All homework and exam assignments are to be written up
in R Markdown. (If you know
what knitr is and would rather use it,
ask first.) R Markdown is a system that lets you embed R code, and its output,
into a single document. This helps ensure that your work
is reproducible, meaning that other people can re-do your
analysis and get the same results. It also helps ensure that what you report
in your text and figures really is the result of your code (and not some
brilliant trick that you then forget, or obscure bug that you didn't notice).
For help on using R Markdown,
see "Using R Markdown
for Class Reports". (Part of the first lecture will be going over
the basics of R Markdown.)
For each assignment, you should generally submit two, and only two, files:
- an R Markdown source file, integrating text, generated figures and R code, uploaded to Canvas;
- the "knitted," humanly-readable document, in PDF format, uploaded to
Gradescope. (Using PDF is
important for the grading software.)
(Using two systems is inconvenient for everyone; Gradescope is much better for efficiently sharing work across multiple graders, but will only work with PDFs.)
I will be re-running the R Markdown file
of randomly selected students; you should expect to be picked for this about
once in the semester. You will lose points if your R Markdown file does not,
in fact, generate your knitted file (making obvious allowances for random
numbers, etc.).
Some problems in the homework will require you to do math. R Markdown
provides a simple but powerful system for type-setting math. (It's based on
the LaTeX document-preparation system widely used in the sciences.) If you
can't get it to work, you can hand-write the math and include scans or photos
of your writing in the appropriate places in your R Markdown document. (You
should upload these additional files to Canvas.) You will, however, lose
points for doing so, starting with no penalty for homework 1, and growing to a
90% penalty (for those problems) by the last homework.
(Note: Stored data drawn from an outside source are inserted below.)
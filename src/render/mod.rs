mod context;
mod primitives;
mod recording;

pub use context::{DrawingContext, StateGuard};
pub use primitives::{Color, Font, LineCap, LineDash, PathDrawingMode, TextHAlign};
pub use recording::{DrawCommand, GraphicsState, RecordingContext};

#[cfg(feature = "cairo-backend")]
mod cairo_backend;
#[cfg(feature = "cairo-backend")]
pub use cairo_backend::{CairoContext, CairoDrawStats};
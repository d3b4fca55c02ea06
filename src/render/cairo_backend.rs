use cairo::{Antialias, Context, Format, ImageSurface};
use pango::FontDescription;
use std::f64::consts::{FRAC_PI_2, PI};

use crate::core::{Point, Rect};
use crate::error::{ChartError, ChartResult};
use crate::render::{Color, DrawingContext, Font, LineCap, PathDrawingMode, TextHAlign};

#[derive(Debug, Clone, Copy, PartialEq, Eq, Default)]
pub struct CairoDrawStats {
    pub paths_drawn: usize,
    pub texts_drawn: usize,
}

#[derive(Debug, Clone, Copy)]
struct PaintState {
    stroke_color: Color,
    fill_color: Color,
}

impl Default for PaintState {
    fn default() -> Self {
        Self {
            stroke_color: Color::BLACK,
            fill_color: Color::BLACK,
        }
    }
}

/// Cairo + Pango + PangoCairo drawing context.
///
/// Cairo has a single source pattern, so stroke and fill colors are tracked
/// here and pushed/popped alongside `cairo_save`/`cairo_restore`.
/// Backend failures never abort a render pass; the first one is kept and
/// reported by [`CairoContext::take_error`].
#[derive(Debug)]
pub struct CairoContext {
    context: Context,
    surface: Option<ImageSurface>,
    paint: PaintState,
    saved_paint: Vec<PaintState>,
    first_error: Option<ChartError>,
    stats: CairoDrawStats,
}

impl CairoContext {
    /// Wraps an external Cairo context (for example a GTK `DrawingArea` callback).
    #[must_use]
    pub fn new(context: Context) -> Self {
        Self {
            context,
            surface: None,
            paint: PaintState::default(),
            saved_paint: Vec::new(),
            first_error: None,
            stats: CairoDrawStats::default(),
        }
    }

    /// Creates an offscreen ARGB32 image surface and a context drawing into it.
    pub fn offscreen(width: i32, height: i32) -> ChartResult<Self> {
        if width <= 0 || height <= 0 {
            return Err(ChartError::InvalidData(
                "cairo surface size must be > 0".to_owned(),
            ));
        }
        let surface = ImageSurface::create(Format::ARgb32, width, height)
            .map_err(|err| map_backend_error("failed to create cairo surface", err))?;
        let context = Context::new(&surface)
            .map_err(|err| map_backend_error("failed to create cairo context", err))?;
        let mut this = Self::new(context);
        this.surface = Some(surface);
        Ok(this)
    }

    #[must_use]
    pub fn backend_name(&self) -> &'static str {
        "cairo+pango+pangocairo"
    }

    #[must_use]
    pub fn surface(&self) -> Option<&ImageSurface> {
        self.surface.as_ref()
    }

    #[must_use]
    pub fn stats(&self) -> CairoDrawStats {
        self.stats
    }

    /// Paints the whole clip region with `color`.
    pub fn clear(&mut self, color: Color) -> ChartResult<()> {
        color.validate()?;
        apply_color(&self.context, color);
        self.context
            .paint()
            .map_err(|err| map_backend_error("failed to clear surface", err))
    }

    /// Returns and clears the first backend error recorded since the last call.
    pub fn take_error(&mut self) -> Option<ChartError> {
        self.first_error.take()
    }

    fn record(&mut self, prefix: &str, result: Result<(), cairo::Error>) {
        if let Err(err) = result {
            tracing::warn!(error = %err, "{prefix}");
            if self.first_error.is_none() {
                self.first_error = Some(map_backend_error(prefix, err));
            }
        }
    }
}

impl DrawingContext for CairoContext {
    fn save_state(&mut self) {
        let result = self.context.save();
        self.record("failed to save cairo state", result);
        self.saved_paint.push(self.paint);
    }

    fn restore_state(&mut self) {
        let result = self.context.restore();
        self.record("failed to restore cairo state", result);
        if let Some(paint) = self.saved_paint.pop() {
            self.paint = paint;
        }
    }

    fn set_stroke_color(&mut self, color: Color) {
        self.paint.stroke_color = color;
    }

    fn set_fill_color(&mut self, color: Color) {
        self.paint.fill_color = color;
    }

    fn set_line_width(&mut self, width: f64) {
        self.context.set_line_width(width);
    }

    fn set_line_dash(&mut self, phase: f64, lengths: &[f64]) {
        self.context.set_dash(lengths, phase);
    }

    fn set_line_cap(&mut self, cap: LineCap) {
        self.context.set_line_cap(match cap {
            LineCap::Butt => cairo::LineCap::Butt,
            LineCap::Round => cairo::LineCap::Round,
            LineCap::Square => cairo::LineCap::Square,
        });
    }

    fn set_should_antialias(&mut self, antialias: bool) {
        self.context.set_antialias(if antialias {
            Antialias::Default
        } else {
            Antialias::None
        });
    }

    fn clip_to_rect(&mut self, rect: Rect) {
        self.context.new_path();
        self.context
            .rectangle(rect.x, rect.y, rect.width, rect.height);
        self.context.clip();
    }

    fn begin_path(&mut self) {
        self.context.new_path();
    }

    fn move_to(&mut self, point: Point) {
        self.context.move_to(point.x, point.y);
    }

    fn add_line_to(&mut self, point: Point) {
        self.context.line_to(point.x, point.y);
    }

    fn add_rect(&mut self, rect: Rect) {
        self.context
            .rectangle(rect.x, rect.y, rect.width, rect.height);
    }

    fn add_rounded_rect(&mut self, rect: Rect, corner_radius: f64) {
        if corner_radius <= 0.0 {
            self.add_rect(rect);
            return;
        }

        let radius = corner_radius.min(rect.width * 0.5).min(rect.height * 0.5);
        let left = rect.left();
        let top = rect.top();
        let right = rect.right();
        let bottom = rect.bottom();

        self.context.new_sub_path();
        self.context
            .arc(right - radius, top + radius, radius, -FRAC_PI_2, 0.0);
        self.context
            .arc(right - radius, bottom - radius, radius, 0.0, FRAC_PI_2);
        self.context
            .arc(left + radius, bottom - radius, radius, FRAC_PI_2, PI);
        self.context
            .arc(left + radius, top + radius, radius, PI, PI + FRAC_PI_2);
        self.context.close_path();
    }

    fn close_path(&mut self) {
        self.context.close_path();
    }

    fn draw_path(&mut self, mode: PathDrawingMode) {
        let result = match mode {
            PathDrawingMode::Fill => {
                apply_color(&self.context, self.paint.fill_color);
                self.context.fill()
            }
            PathDrawingMode::Stroke => {
                apply_color(&self.context, self.paint.stroke_color);
                self.context.stroke()
            }
            PathDrawingMode::FillStroke => {
                apply_color(&self.context, self.paint.fill_color);
                self.context.fill_preserve().and_then(|()| {
                    apply_color(&self.context, self.paint.stroke_color);
                    self.context.stroke()
                })
            }
        };
        self.record("failed to paint path", result);
        self.stats.paths_drawn += 1;
    }

    fn draw_text(&mut self, text: &str, anchor: Point, align: TextHAlign, font: Font, color: Color) {
        let layout = pangocairo::functions::create_layout(&self.context);
        let font_description = FontDescription::from_string(&format!("Sans {}", font.size_px));
        layout.set_font_description(Some(&font_description));
        layout.set_text(text);

        let (text_width, _text_height) = layout.pixel_size();
        let x = match align {
            TextHAlign::Left => anchor.x,
            TextHAlign::Center => anchor.x - f64::from(text_width) / 2.0,
            TextHAlign::Right => anchor.x - f64::from(text_width),
        };

        apply_color(&self.context, color);
        self.context.move_to(x, anchor.y);
        pangocairo::functions::show_layout(&self.context, &layout);
        self.context.new_path();
        self.stats.texts_drawn += 1;
    }
}

fn apply_color(context: &Context, color: Color) {
    context.set_source_rgba(color.red, color.green, color.blue, color.alpha);
}

fn map_backend_error(prefix: &str, err: cairo::Error) -> ChartError {
    ChartError::InvalidData(format!("{prefix}: {err}"))
}
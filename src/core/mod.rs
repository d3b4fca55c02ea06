pub mod geometry;
pub mod transformer;
pub mod viewport;

pub use geometry::{AffineTransform, Point, Rect};
pub use transformer::{CoordinateTransformer, Transformer};
pub use viewport::ViewPortHandler;
use serde::{Deserialize, Serialize};

/// Point in either value space or pixel space.
#[derive(Debug, Clone, Copy, PartialEq, Default, Serialize, Deserialize)]
pub struct Point {
    pub x: f64,
    pub y: f64,
}

impl Point {
    #[must_use]
    pub const fn new(x: f64, y: f64) -> Self {
        Self { x, y }
    }

    #[must_use]
    pub fn is_finite(self) -> bool {
        self.x.is_finite() && self.y.is_finite()
    }
}

/// Axis-aligned rectangle with the origin at its top-left corner (Y grows downward).
#[derive(Debug, Clone, Copy, PartialEq, Default, Serialize, Deserialize)]
pub struct Rect {
    pub x: f64,
    pub y: f64,
    pub width: f64,
    pub height: f64,
}

impl Rect {
    #[must_use]
    pub const fn new(x: f64, y: f64, width: f64, height: f64) -> Self {
        Self {
            x,
            y,
            width,
            height,
        }
    }

    #[must_use]
    pub fn from_edges(left: f64, top: f64, right: f64, bottom: f64) -> Self {
        Self::new(left, top, right - left, bottom - top)
    }

    #[must_use]
    pub fn left(self) -> f64 {
        self.x
    }

    #[must_use]
    pub fn right(self) -> f64 {
        self.x + self.width
    }

    #[must_use]
    pub fn top(self) -> f64 {
        self.y
    }

    #[must_use]
    pub fn bottom(self) -> f64 {
        self.y + self.height
    }

    /// Grows the rectangle by `amount` vertically, half above and half below.
    #[must_use]
    pub fn expanded_vertically(self, amount: f64) -> Self {
        Self::new(
            self.x,
            self.y - amount / 2.0,
            self.width,
            self.height + amount,
        )
    }

    #[must_use]
    pub fn contains(self, point: Point) -> bool {
        point.x >= self.left()
            && point.x <= self.right()
            && point.y >= self.top()
            && point.y <= self.bottom()
    }
}

/// 2D affine matrix mapping `(x, y)` to
/// `(a * x + c * y + tx, b * x + d * y + ty)`.
#[derive(Debug, Clone, Copy, PartialEq)]
pub struct AffineTransform {
    pub a: f64,
    pub b: f64,
    pub c: f64,
    pub d: f64,
    pub tx: f64,
    pub ty: f64,
}

impl Default for AffineTransform {
    fn default() -> Self {
        Self::IDENTITY
    }
}

impl AffineTransform {
    pub const IDENTITY: Self = Self::new(1.0, 0.0, 0.0, 1.0, 0.0, 0.0);

    #[must_use]
    pub const fn new(a: f64, b: f64, c: f64, d: f64, tx: f64, ty: f64) -> Self {
        Self { a, b, c, d, tx, ty }
    }

    #[must_use]
    pub const fn translation(tx: f64, ty: f64) -> Self {
        Self::new(1.0, 0.0, 0.0, 1.0, tx, ty)
    }

    #[must_use]
    pub const fn scale(sx: f64, sy: f64) -> Self {
        Self::new(sx, 0.0, 0.0, sy, 0.0, 0.0)
    }

    #[must_use]
    pub fn apply(self, point: Point) -> Point {
        Point::new(
            self.a * point.x + self.c * point.y + self.tx,
            self.b * point.x + self.d * point.y + self.ty,
        )
    }

    /// Returns the transform that applies `self` first and `next` second.
    #[must_use]
    pub fn then(self, next: Self) -> Self {
        Self::new(
            self.a * next.a + self.b * next.c,
            self.a * next.b + self.b * next.d,
            self.c * next.a + self.d * next.c,
            self.c * next.b + self.d * next.d,
            self.tx * next.a + self.ty * next.c + next.tx,
            self.tx * next.b + self.ty * next.d + next.ty,
        )
    }

    /// Inverse matrix, or `None` when the matrix is singular.
    #[must_use]
    pub fn invert(self) -> Option<Self> {
        let det = self.a * self.d - self.b * self.c;
        if !det.is_finite() || det == 0.0 {
            return None;
        }
        Some(Self::new(
            self.d / det,
            -self.b / det,
            -self.c / det,
            self.a / det,
            (self.c * self.ty - self.d * self.tx) / det,
            (self.b * self.tx - self.a * self.ty) / det,
        ))
    }
}

#[cfg(test)]
mod tests {
    use super::{AffineTransform, Point, Rect};

    #[test]
    fn then_applies_left_operand_first() {
        let scale_then_move = AffineTransform::scale(2.0, -1.0).then(AffineTransform::translation(10.0, 5.0));
        let mapped = scale_then_move.apply(Point::new(3.0, 4.0));
        assert_eq!(mapped, Point::new(16.0, 1.0));
    }

    #[test]
    fn invert_undoes_scale_and_translation() {
        let matrix = AffineTransform::scale(4.0, -2.0).then(AffineTransform::translation(-7.0, 30.0));
        let inverse = matrix.invert().expect("invertible");
        let point = Point::new(12.5, -3.25);
        let back = inverse.apply(matrix.apply(point));
        assert!((back.x - point.x).abs() < 1e-12);
        assert!((back.y - point.y).abs() < 1e-12);
    }

    #[test]
    fn singular_matrix_has_no_inverse() {
        assert!(AffineTransform::scale(0.0, 1.0).invert().is_none());
    }

    #[test]
    fn expanded_vertically_splits_amount_between_edges() {
        let rect = Rect::from_edges(40.0, 10.0, 300.0, 200.0).expanded_vertically(2.0);
        assert_eq!(rect.top(), 9.0);
        assert_eq!(rect.bottom(), 201.0);
        assert_eq!(rect.left(), 40.0);
        assert_eq!(rect.right(), 300.0);
    }
}
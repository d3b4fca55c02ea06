use thiserror::Error;

pub type ChartResult<T> = Result<T, ChartError>;

#[derive(Debug, Error)]
pub enum ChartError {
    #[error("invalid viewport size: width={width}, height={height}")]
    InvalidViewport { width: f64, height: f64 },

    #[error("invalid data: {0}")]
    InvalidData(String),

    #[error("invalid axis configuration: {0}")]
    InvalidConfig(String),
}
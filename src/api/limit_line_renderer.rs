use tracing::{debug, trace};

use crate::axis::{LimitLabelPosition, LimitLine, YAxis};
use crate::core::{CoordinateTransformer, Point, Rect, ViewPortHandler};
use crate::render::{Color, DrawingContext, Font, PathDrawingMode, StateGuard, TextHAlign};

use super::YAxisRenderer;

const LABEL_X_PADDING: f64 = 4.0;
const CALLOUT_CORNER_RADIUS: f64 = 3.0;
const CALLOUT_HEIGHT: f64 = 16.0;
const CALLOUT_TOP_OFFSET: f64 = 9.0;
const LEFT_CALLOUT_OVERHANG: f64 = 29.0;
const LEFT_CALLOUT_WIDTH: f64 = 36.0;
const RIGHT_CALLOUT_WIDTH: f64 = 42.0;
const RIGHT_CALLOUT_TEXT_INSET: f64 = 5.0;

/// Resolved placement of one limit line label.
#[derive(Debug, Clone, Copy, PartialEq)]
pub struct LimitLabelLayout {
    pub anchor: Point,
    pub align: TextHAlign,
    pub font: Font,
    pub color: Color,
    /// Rounded box drawn behind the text for the box variants.
    pub callout: Option<Rect>,
}

/// Places the label of `line` whose pixel Y is `line_y`.
///
/// Box variants write with the axis label font; the other variants use the
/// line's own value font.
#[must_use]
pub fn limit_label_layout(
    line: &LimitLine,
    line_y: f64,
    view_port: &ViewPortHandler,
    axis: &YAxis,
) -> LimitLabelLayout {
    let label_line_height = line.value_font.line_height;
    let x_offset = LABEL_X_PADDING + line.x_offset;
    let y_offset = line.line_width() + label_line_height + line.y_offset;
    let above = line_y - y_offset;
    let below = line_y + y_offset - label_line_height;

    let text = |anchor: Point, align: TextHAlign| LimitLabelLayout {
        anchor,
        align,
        font: line.value_font,
        color: line.value_text_color,
        callout: None,
    };

    match line.label_position {
        LimitLabelPosition::RightTop => text(
            Point::new(view_port.content_right() - x_offset, above),
            TextHAlign::Right,
        ),
        LimitLabelPosition::RightBottom => text(
            Point::new(view_port.content_right() - x_offset, below),
            TextHAlign::Right,
        ),
        LimitLabelPosition::LeftTop => text(
            Point::new(view_port.content_left() + x_offset, above),
            TextHAlign::Left,
        ),
        LimitLabelPosition::LeftBottom => text(
            Point::new(view_port.content_left() + x_offset, below),
            TextHAlign::Left,
        ),
        LimitLabelPosition::LeftBox => {
            let callout = Rect::new(
                view_port.content_left() - LEFT_CALLOUT_OVERHANG,
                line_y - CALLOUT_TOP_OFFSET,
                LEFT_CALLOUT_WIDTH,
                CALLOUT_HEIGHT,
            );
            LimitLabelLayout {
                anchor: Point::new(
                    view_port.content_left() - (x_offset - 10.0),
                    callout.top() + 1.0,
                ),
                align: TextHAlign::Right,
                font: axis.config().label_font,
                color: line.value_text_color,
                callout: Some(callout),
            }
        }
        LimitLabelPosition::RightBox => {
            let callout = Rect::new(
                view_port.content_right(),
                line_y - CALLOUT_TOP_OFFSET,
                RIGHT_CALLOUT_WIDTH,
                CALLOUT_HEIGHT,
            );
            LimitLabelLayout {
                anchor: Point::new(
                    view_port.content_right() + RIGHT_CALLOUT_TEXT_INSET,
                    callout.top() + 1.0,
                ),
                align: TextHAlign::Left,
                font: axis.config().label_font,
                color: line.value_text_color,
                callout: Some(callout),
            }
        }
    }
}

impl<T: CoordinateTransformer + ?Sized> YAxisRenderer<'_, T> {
    /// Draws every enabled limit line as a thin filled band with an optional label.
    pub fn render_limit_lines<C: DrawingContext + ?Sized>(&self, context: &mut C) {
        let (Some(axis), Some(view_port), Some(transformer)) =
            (self.axis, self.view_port, self.transformer)
        else {
            debug!("skip limit lines: missing axis, viewport or transformer");
            return;
        };
        let limit_lines = axis.limit_lines();
        if limit_lines.is_empty() {
            return;
        }

        let matrix = transformer.value_to_pixel_matrix();
        let mut drawn = 0usize;
        let mut context = StateGuard::new(context);

        for line in limit_lines.iter().filter(|line| line.enabled) {
            let mut line_context = StateGuard::new(&mut *context);
            let position = matrix.apply(Point::new(0.0, line.limit));
            let line_width = line.line_width();

            line_context.set_line_width(line_width);
            line_context.begin_path();
            line_context.set_fill_color(line.line_color);
            line_context.set_stroke_color(Color::WHITE);
            line_context.add_rect(Rect::new(
                view_port.content_left(),
                position.y - (line_width + 2.0),
                view_port.content_width(),
                line_width + 1.0,
            ));
            line_context.draw_path(PathDrawingMode::FillStroke);

            if line.has_drawable_label() {
                let layout = limit_label_layout(line, position.y, view_port, axis);
                if let Some(callout) = layout.callout {
                    line_context.begin_path();
                    line_context.set_fill_color(line.line_color);
                    line_context.set_stroke_color(line.line_color);
                    line_context.set_line_width(line_width);
                    line_context.add_rounded_rect(callout, CALLOUT_CORNER_RADIUS);
                    line_context.close_path();
                    line_context.draw_path(PathDrawingMode::Fill);
                }
                line_context.draw_text(
                    &line.label,
                    layout.anchor,
                    layout.align,
                    layout.font,
                    layout.color,
                );
            }
            drawn += 1;
        }
        trace!(drawn, total = limit_lines.len(), "rendered limit lines");
    }
}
Canvas, Gradescope and Piazza
Homework will be submitted electronically through Canvas and Gradescope;
Canvas will also be used as the gradebook. Some readings and course materials
will also be distributed through Canvas.
We will be using the Piazza website for question-answering. You will
receive an invitation within the first week of class.
Anonymous-to-other-students posting of questions and replies will be allowed,
at least initially. (Postings will not be anonymous to instructors.)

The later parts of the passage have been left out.